Scan the entries line by line and return those with "writeln".

Recorded data
[Start of section]
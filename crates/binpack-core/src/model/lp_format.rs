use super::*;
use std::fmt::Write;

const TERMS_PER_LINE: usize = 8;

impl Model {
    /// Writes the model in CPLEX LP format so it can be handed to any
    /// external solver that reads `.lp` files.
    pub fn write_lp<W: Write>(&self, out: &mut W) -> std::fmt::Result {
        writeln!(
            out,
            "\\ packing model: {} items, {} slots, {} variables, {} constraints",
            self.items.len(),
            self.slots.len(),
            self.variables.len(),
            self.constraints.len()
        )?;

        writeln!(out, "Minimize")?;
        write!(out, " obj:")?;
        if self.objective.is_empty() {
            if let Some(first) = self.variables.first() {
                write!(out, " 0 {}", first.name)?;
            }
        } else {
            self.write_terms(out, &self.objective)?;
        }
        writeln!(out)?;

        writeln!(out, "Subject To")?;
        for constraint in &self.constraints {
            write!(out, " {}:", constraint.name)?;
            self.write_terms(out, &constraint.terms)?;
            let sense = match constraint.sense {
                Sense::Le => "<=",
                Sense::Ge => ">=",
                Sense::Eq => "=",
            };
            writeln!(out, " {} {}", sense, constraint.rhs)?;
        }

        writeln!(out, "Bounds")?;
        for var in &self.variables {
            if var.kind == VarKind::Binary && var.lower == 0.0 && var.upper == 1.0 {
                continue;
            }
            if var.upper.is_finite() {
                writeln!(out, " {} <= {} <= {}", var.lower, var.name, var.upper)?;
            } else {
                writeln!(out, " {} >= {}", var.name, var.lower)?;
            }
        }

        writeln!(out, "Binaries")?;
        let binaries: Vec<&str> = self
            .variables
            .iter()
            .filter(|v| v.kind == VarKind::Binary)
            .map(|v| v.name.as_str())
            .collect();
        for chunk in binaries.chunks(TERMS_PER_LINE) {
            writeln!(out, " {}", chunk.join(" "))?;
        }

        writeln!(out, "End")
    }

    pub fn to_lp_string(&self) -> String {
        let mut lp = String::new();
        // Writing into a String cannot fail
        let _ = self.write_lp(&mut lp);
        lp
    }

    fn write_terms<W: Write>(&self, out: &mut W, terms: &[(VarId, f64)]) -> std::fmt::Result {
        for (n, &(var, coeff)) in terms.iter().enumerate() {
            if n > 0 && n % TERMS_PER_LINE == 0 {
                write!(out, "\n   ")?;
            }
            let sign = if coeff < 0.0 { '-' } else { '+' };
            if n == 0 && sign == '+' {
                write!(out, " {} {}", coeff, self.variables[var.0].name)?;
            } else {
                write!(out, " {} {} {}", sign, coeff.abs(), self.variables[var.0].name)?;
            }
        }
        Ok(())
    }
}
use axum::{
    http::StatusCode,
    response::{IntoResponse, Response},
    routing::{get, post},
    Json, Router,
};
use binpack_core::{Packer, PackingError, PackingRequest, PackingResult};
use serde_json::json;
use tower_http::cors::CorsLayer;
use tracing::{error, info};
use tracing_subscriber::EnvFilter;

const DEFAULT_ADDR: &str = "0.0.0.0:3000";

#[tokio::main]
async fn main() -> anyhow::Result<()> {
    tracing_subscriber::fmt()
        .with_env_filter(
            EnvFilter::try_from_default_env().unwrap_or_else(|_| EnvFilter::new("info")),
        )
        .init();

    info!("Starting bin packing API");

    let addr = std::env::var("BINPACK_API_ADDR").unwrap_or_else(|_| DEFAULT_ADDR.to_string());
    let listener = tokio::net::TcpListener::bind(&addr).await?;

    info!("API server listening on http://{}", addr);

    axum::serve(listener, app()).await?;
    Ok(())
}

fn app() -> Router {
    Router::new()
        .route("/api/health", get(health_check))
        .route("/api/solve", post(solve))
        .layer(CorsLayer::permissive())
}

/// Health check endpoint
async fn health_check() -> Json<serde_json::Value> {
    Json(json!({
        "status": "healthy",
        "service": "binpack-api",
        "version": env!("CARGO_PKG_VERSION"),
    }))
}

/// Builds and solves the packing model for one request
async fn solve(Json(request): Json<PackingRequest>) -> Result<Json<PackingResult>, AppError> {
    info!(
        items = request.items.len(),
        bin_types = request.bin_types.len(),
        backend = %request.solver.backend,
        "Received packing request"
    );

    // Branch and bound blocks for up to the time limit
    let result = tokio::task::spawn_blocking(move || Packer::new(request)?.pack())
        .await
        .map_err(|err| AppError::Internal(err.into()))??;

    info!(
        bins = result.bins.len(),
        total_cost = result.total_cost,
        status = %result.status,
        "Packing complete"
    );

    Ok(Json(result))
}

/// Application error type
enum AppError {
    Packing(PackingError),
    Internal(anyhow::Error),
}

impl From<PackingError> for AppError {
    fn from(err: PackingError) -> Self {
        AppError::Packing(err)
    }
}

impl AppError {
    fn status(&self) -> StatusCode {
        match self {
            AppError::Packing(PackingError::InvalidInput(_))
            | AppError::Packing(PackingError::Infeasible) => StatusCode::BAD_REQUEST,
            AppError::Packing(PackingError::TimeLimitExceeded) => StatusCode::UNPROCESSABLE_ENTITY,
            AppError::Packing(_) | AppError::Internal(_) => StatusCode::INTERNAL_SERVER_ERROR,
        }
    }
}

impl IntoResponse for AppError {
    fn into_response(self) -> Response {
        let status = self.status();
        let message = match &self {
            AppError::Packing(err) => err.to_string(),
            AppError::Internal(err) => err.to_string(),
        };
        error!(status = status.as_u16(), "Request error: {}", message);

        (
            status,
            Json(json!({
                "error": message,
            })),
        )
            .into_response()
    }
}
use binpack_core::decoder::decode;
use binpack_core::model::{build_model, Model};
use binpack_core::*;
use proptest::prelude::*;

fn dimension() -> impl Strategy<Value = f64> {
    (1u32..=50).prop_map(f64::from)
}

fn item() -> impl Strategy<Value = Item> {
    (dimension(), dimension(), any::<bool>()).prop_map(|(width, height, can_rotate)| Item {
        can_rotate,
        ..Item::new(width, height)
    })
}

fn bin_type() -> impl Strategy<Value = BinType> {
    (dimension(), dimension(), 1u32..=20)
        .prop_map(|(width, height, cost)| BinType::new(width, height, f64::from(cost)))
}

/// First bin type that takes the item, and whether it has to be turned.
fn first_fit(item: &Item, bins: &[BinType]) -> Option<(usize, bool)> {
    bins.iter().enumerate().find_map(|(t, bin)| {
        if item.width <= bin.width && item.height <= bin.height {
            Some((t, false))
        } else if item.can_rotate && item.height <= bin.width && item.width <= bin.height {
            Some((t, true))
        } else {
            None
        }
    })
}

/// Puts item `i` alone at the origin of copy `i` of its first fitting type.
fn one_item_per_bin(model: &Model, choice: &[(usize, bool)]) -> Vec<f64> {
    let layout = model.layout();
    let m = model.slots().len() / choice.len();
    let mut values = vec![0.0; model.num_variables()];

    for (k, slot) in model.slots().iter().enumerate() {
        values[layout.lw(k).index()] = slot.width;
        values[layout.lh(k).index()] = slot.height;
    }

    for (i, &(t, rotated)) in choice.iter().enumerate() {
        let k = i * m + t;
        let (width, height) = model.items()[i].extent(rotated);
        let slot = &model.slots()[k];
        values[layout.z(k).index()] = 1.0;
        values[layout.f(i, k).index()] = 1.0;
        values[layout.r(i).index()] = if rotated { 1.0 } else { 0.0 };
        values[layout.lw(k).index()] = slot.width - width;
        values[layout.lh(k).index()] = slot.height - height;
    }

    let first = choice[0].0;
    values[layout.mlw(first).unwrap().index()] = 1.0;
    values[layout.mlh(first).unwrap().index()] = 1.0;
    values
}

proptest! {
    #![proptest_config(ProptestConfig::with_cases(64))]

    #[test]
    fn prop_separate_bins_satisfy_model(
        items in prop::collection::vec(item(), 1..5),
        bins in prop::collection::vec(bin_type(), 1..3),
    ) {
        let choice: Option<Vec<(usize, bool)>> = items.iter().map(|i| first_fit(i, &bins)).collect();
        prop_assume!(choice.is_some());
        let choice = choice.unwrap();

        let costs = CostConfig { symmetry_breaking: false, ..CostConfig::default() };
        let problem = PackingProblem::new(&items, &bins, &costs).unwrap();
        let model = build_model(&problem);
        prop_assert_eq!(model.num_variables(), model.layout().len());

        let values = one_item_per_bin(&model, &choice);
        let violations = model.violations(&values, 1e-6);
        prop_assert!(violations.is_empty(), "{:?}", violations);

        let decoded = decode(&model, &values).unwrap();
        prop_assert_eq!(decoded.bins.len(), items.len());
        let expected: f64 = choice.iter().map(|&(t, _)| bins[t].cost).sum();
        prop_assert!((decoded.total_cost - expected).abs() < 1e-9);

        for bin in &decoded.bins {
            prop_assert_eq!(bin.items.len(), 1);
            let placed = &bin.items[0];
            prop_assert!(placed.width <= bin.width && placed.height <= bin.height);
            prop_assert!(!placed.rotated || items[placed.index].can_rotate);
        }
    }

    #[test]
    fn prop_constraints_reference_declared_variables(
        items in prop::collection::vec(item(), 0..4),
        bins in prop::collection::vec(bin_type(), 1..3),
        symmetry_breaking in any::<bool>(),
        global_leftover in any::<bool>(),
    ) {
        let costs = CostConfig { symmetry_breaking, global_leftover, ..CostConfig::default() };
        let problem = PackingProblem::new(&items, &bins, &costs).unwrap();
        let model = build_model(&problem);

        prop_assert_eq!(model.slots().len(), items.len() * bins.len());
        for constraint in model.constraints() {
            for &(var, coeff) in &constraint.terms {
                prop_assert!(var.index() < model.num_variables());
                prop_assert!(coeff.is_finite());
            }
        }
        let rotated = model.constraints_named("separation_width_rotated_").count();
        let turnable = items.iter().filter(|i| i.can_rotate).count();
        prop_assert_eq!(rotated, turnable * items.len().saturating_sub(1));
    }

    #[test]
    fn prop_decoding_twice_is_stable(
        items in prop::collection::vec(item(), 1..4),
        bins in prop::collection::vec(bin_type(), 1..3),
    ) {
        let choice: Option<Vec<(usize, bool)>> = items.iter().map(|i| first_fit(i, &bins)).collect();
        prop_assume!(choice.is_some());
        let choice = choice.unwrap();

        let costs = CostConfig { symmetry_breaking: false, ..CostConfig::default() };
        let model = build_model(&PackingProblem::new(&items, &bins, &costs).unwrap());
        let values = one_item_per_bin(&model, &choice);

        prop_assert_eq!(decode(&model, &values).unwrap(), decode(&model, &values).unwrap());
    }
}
[End of section]
[Start of section]
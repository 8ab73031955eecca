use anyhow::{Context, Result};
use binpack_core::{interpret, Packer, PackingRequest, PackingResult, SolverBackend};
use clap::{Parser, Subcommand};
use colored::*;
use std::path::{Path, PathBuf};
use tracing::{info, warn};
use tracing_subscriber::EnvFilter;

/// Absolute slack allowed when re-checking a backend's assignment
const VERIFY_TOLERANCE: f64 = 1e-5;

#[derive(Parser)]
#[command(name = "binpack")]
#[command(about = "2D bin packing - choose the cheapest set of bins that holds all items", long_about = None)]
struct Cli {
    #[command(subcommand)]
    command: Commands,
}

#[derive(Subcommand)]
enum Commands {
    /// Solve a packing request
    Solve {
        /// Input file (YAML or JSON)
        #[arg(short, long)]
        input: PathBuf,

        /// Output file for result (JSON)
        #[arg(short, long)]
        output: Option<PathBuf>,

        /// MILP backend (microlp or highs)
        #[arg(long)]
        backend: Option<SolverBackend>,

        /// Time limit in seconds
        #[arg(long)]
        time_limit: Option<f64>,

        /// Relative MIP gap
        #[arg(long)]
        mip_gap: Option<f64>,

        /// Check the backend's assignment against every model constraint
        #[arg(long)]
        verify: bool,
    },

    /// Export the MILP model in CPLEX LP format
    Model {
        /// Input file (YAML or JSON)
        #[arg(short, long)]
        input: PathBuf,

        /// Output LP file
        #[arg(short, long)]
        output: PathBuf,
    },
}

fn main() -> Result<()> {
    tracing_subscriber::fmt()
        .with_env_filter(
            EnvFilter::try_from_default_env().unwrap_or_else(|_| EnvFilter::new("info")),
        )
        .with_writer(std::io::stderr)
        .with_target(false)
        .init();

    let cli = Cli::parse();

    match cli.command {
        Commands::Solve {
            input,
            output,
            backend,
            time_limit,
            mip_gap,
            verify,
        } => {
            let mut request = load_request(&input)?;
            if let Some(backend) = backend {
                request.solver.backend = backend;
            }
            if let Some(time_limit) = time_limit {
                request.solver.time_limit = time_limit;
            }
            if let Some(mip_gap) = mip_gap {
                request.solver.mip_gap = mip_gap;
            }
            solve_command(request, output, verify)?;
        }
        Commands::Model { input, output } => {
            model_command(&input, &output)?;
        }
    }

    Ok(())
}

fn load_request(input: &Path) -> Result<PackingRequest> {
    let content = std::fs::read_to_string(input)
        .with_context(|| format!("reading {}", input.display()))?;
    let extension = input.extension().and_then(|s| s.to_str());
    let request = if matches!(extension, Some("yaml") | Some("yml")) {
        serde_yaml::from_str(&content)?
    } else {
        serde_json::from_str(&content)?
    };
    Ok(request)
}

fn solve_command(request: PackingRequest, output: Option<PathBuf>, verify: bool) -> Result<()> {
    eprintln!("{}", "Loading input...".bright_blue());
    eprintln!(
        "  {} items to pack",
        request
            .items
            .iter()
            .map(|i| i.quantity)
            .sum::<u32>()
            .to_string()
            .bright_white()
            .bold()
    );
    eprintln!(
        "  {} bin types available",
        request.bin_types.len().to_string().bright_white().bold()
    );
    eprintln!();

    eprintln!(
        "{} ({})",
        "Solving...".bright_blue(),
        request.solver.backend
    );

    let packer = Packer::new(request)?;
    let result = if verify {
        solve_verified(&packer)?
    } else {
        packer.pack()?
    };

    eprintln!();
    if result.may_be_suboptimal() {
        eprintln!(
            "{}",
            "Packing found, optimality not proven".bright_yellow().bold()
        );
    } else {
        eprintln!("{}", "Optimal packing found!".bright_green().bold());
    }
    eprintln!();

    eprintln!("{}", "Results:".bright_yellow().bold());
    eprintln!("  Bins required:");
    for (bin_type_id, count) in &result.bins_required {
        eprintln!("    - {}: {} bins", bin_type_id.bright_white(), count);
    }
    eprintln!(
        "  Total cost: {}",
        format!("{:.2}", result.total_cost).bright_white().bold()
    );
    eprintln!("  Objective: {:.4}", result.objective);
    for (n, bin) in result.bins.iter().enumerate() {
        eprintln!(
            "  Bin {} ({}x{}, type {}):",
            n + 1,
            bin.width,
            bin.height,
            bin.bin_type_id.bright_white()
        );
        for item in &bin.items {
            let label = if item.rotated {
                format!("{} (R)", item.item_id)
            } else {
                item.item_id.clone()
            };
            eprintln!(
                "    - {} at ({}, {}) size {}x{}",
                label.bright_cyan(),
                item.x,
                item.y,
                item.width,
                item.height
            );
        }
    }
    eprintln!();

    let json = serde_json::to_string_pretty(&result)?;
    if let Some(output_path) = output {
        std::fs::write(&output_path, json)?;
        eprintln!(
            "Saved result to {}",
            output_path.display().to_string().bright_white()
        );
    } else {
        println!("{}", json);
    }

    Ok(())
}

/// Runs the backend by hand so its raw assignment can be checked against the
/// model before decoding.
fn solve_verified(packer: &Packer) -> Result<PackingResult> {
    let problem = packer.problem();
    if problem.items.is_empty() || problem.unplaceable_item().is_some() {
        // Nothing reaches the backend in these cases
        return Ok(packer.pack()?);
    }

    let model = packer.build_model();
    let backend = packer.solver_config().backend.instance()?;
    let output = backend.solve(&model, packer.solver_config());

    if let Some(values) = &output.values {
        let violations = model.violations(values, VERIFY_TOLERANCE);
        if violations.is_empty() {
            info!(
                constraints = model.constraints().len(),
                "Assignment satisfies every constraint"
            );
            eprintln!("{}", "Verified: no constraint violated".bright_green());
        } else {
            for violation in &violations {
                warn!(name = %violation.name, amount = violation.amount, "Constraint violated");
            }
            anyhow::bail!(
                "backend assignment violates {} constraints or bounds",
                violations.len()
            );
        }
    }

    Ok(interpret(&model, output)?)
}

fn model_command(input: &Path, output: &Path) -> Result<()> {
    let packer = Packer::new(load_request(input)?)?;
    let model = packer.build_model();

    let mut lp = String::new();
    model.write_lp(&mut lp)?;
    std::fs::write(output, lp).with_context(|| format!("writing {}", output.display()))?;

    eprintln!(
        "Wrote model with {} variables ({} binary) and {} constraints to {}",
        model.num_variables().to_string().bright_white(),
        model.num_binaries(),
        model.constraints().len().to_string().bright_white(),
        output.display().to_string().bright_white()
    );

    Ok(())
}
[End of section]
* **Answer section**
        writeln!(
        writeln!(out, "Minimize")?;
        writeln!(out)?;
        writeln!(out, "Subject To")?;
            writeln!(out, " {} {}", sense, constraint.rhs)?;
        writeln!(out, "Bounds")?;
                writeln!(out, " {} <= {} <= {}", var.lower, var.name, var.upper)?;
                writeln!(out, " {} >= {}", var.name, var.lower)?;
        writeln!(out, "Binaries")?;
            writeln!(out, " {}", chunk.join(" "))?;
        writeln!(out, "End")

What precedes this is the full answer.